Shearer v. Hafer

Decision Date18 January 2018
Docket NumberNo. 93 MAP 2016,93 MAP 2016
Citation177 A.3d 850
Parties Diana SHEARER and Jeff Shearer, Appellants v. Scott HAFER and Paulette Ford, Appellees
CourtPennsylvania Supreme Court

Matthew Stephen Crosby, Esq., Laurie Jo DeBarr, Esq., Handler, Henning & Rosenberg, L.L.P., for Diane and Jeff Shearer, Appellants.

Allyn Michele Starry, Esq., Laurie B. Tilghman, Esq., Allstate Insurance Company, for Scott Haver and Paulette Ford, Appellees.

Rachael Lynne Baturin, Esq., Baturin & Baturin, for Pennsylvania Psychological Association, Amicus Curiae.

SAYLOR, C.J., BAER, TODD, DONOHUE, DOUGHERTY, WECHT, MUNDY, JJ.

OPINION

JUSTICE TODD

In this appeal by allowance, we granted allocatur to consider, inter alia , the collateral order doctrine and whether a plaintiff in a civil personal injury action has the right to have counsel present and to record a neuropsychological examination of that plaintiff by a defendant's neuropsychologist under Pennsylvania Rule of Civil Procedure 4010. For the reasons set forth below, we find that Appellants have not satisfied the collateral order doctrine, and, thus, we quash the present appeal as an unauthorized interlocutory appeal, vacate the order of the Superior Court, and remand the matter to the court of common pleas for further proceedings.

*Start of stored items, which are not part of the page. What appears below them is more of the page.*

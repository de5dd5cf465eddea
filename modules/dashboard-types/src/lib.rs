//! Shared types for the dashboard backend and its API clients.

use serde::{Deserialize, Serialize};

// =====================================================
// Transaction lifecycle
// =====================================================

/// Status of a tracked transaction flow
#[derive(Debug, Clone, Copy, PartialEq, Eq, Serialize, Deserialize)]
#[serde(rename_all = "snake_case")]
pub enum TxStatus {
    /// Nothing submitted yet, or a new dispatch just started
    Idle,
    /// Submitted, waiting for confirmation
    Pending,
    /// Confirmed on-chain
    Success,
    /// Rejected, reverted, or timed out
    Error,
}

impl std::fmt::Display for TxStatus {
    fn fmt(&self, f: &mut std::fmt::Formatter<'_>) -> std::fmt::Result {
        match self {
            TxStatus::Idle => write!(f, "idle"),
            TxStatus::Pending => write!(f, "pending"),
            TxStatus::Success => write!(f, "success"),
            TxStatus::Error => write!(f, "error"),
        }
    }
}

/// Which user flow a transaction belongs to
#[derive(Debug, Clone, Copy, PartialEq, Eq, Hash, Serialize, Deserialize)]
#[serde(rename_all = "snake_case")]
pub enum FlowKind {
    Transfer,
    Vote,
}

impl std::fmt::Display for FlowKind {
    fn fmt(&self, f: &mut std::fmt::Formatter<'_>) -> std::fmt::Result {
        match self {
            FlowKind::Transfer => write!(f, "transfer"),
            FlowKind::Vote => write!(f, "vote"),
        }
    }
}

/// Error categories reported to clients
#[derive(Debug, Clone, Copy, PartialEq, Eq, Serialize, Deserialize)]
#[serde(rename_all = "snake_case")]
pub enum ErrorKind {
    InputValidation,
    SubmissionRejection,
    ConfirmationFailure,
    PreconditionViolation,
}

/// Point-in-time view of a flow's tracker
#[derive(Debug, Clone, PartialEq, Serialize, Deserialize)]
pub struct TxStateView {
    pub flow: FlowKind,
    pub status: TxStatus,
    pub tx_hash: Option<String>,
    pub error: Option<String>,
    /// True from dispatch until the flow reaches success or error
    pub is_loading: bool,
    pub is_success: bool,
    pub is_error: bool,
    pub updated_at: String,
}

// =====================================================
// Transfer
// =====================================================

/// Body of POST /api/transfer
#[derive(Debug, Clone, Serialize, Deserialize)]
pub struct TransferRequest {
    pub to: String,
    pub amount: String,
}

/// Form values retained until the transfer confirms
#[derive(Debug, Clone, PartialEq, Eq, Serialize, Deserialize)]
pub struct TransferDraft {
    pub to: String,
    pub amount: String,
}

#[derive(Debug, Clone, Serialize, Deserialize)]
pub struct TransferView {
    pub is_connected: bool,
    pub draft: Option<TransferDraft>,
    pub state: TxStateView,
}

// =====================================================
// Voting
// =====================================================

/// Body of POST /api/voting/vote
#[derive(Debug, Clone, Serialize, Deserialize)]
pub struct VoteRequest {
    pub option: String,
}

/// A voting option paired with its on-chain count
#[derive(Debug, Clone, PartialEq, Eq, Serialize, Deserialize)]
pub struct VoteOption {
    pub label: String,
    pub count: u64,
}

/// A voting option with its share of the total
#[derive(Debug, Clone, PartialEq, Serialize, Deserialize)]
pub struct VoteTally {
    pub label: String,
    pub count: u64,
    pub percentage: f64,
    pub percentage_display: String,
}

#[derive(Debug, Clone, Serialize, Deserialize)]
pub struct VotingView {
    pub contract_address: String,
    pub is_connected: bool,
    pub options: Option<Vec<String>>,
    pub loading_options: bool,
    pub votes: Option<Vec<VoteTally>>,
    pub total_votes: u64,
    pub has_voted: Option<bool>,
    pub can_vote: bool,
    pub state: TxStateView,
}

// =====================================================
// Dashboard
// =====================================================

#[derive(Debug, Clone, PartialEq, Eq, Serialize, Deserialize)]
pub struct ChainView {
    pub id: u64,
    pub name: String,
    pub native_symbol: String,
    pub explorer_url: Option<String>,
}

#[derive(Debug, Clone, Serialize, Deserialize)]
pub struct BalanceView {
    /// Base units as a decimal string
    pub value: String,
    /// Display units, 4 decimal places
    pub formatted: String,
    pub symbol: String,
}

#[derive(Debug, Clone, Serialize, Deserialize)]
pub struct VotingSummary {
    pub enabled: bool,
    pub loading_options: bool,
    pub option_count: usize,
    pub total_votes: u64,
    pub has_voted: Option<bool>,
}

#[derive(Debug, Clone, Serialize, Deserialize)]
pub struct DashboardView {
    pub is_connected: bool,
    pub address: Option<String>,
    pub short_address: Option<String>,
    pub chain: Option<ChainView>,
    pub balance: Option<BalanceView>,
    pub block_number: Option<u64>,
    pub voting: VotingSummary,
}

// =====================================================
// Navigation
// =====================================================

#[derive(Debug, Clone, PartialEq, Eq, Serialize, Deserialize)]
pub struct NavItem {
    pub name: String,
    pub path: String,
}

/// Front-end routes, in menu order
pub fn nav_menu() -> Vec<NavItem> {
    [
        ("Dashboard", "/"),
        ("Transfer Assets", "/transfer-assets"),
        ("Voting", "/voting"),
    ]
    .into_iter()
    .map(|(name, path)| NavItem {
        name: name.to_string(),
        path: path.to_string(),
    })
    .collect()
}

// =====================================================
// API envelopes
// =====================================================

/// Response to a successful dispatch
#[derive(Debug, Clone, Serialize, Deserialize)]
pub struct DispatchResponse {
    pub success: bool,
    pub tx_hash: String,
    pub state: TxStateView,
}

/// Error body returned by every endpoint
#[derive(Debug, Clone, Serialize, Deserialize)]
pub struct ApiError {
    pub success: bool,
    pub error: String,
    pub kind: Option<ErrorKind>,
}

impl ApiError {
    pub fn new(error: impl Into<String>, kind: Option<ErrorKind>) -> Self {
        Self {
            success: false,
            error: error.into(),
            kind,
        }
    }
}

The facts underlying this matter are not in dispute. On July 15, 2010, Appellee Scott Hafer was operating a motor vehicle owned by his mother, Appellee Paulette Ford. Appellant Diana Shearer (hereinafter "Mrs. Shearer") alleged that Hafer pulled his vehicle into the path of the vehicle that she was driving, causing an accident. As a result of the collision, Mrs. Shearer and her husband Jeff Shearer (collectively, "Appellants") commenced a personal injury action against Hafer and Ford (collectively, "Appellees") in the Lebanon County Court of Common Pleas. Appellants' claims included damages for cognitive harm to Mrs. Shearer caused by the accident, including a closed head injury

that resulted in headaches, cognitive impairment, and memory deficits. In preparation for trial, Appellants hired a neuropsychologist, Dr. Paul Eslinger, who was associated with the Hershey Medical Center, to perform a cognitive evaluation. This evaluation, which employed standardized testing procedures, was conducted without Appellants' counsel or any other third party present.

In response to the evaluation, Appellees hired Dr. Victor Malatesta, also a neuropsychologist, to perform an independent neuropsychological evaluation as part of their defense. Appellants did not oppose the request for an independent neuropsychological examination, but demanded that the evaluation be audiotaped, and that their counsel, or other representative, be present during all stages of the examination.

Upon learning of Appellants' preconditions, Dr. Malatesta objected based on asserted ethical grounds, and because he believed such observation could result in the introduction of bias to the process, distortion of the data, and distraction of Mrs. Shearer. Specifically, he claimed that he was bound by the ethical principles of psychologists and the Code of Conduct of the American Psychological Association ("APA") and the National Academy of Neuropsychology ("NAN") to protect the integrity of the examination and the security of the test materials. Dr. Malatesta indicated, however, that, as a compromise, he would permit Appellants' counsel to be present during the interview portion of the examination, but would not permit the presence of counsel or audiotaping during the standardized testing phase of his evaluation.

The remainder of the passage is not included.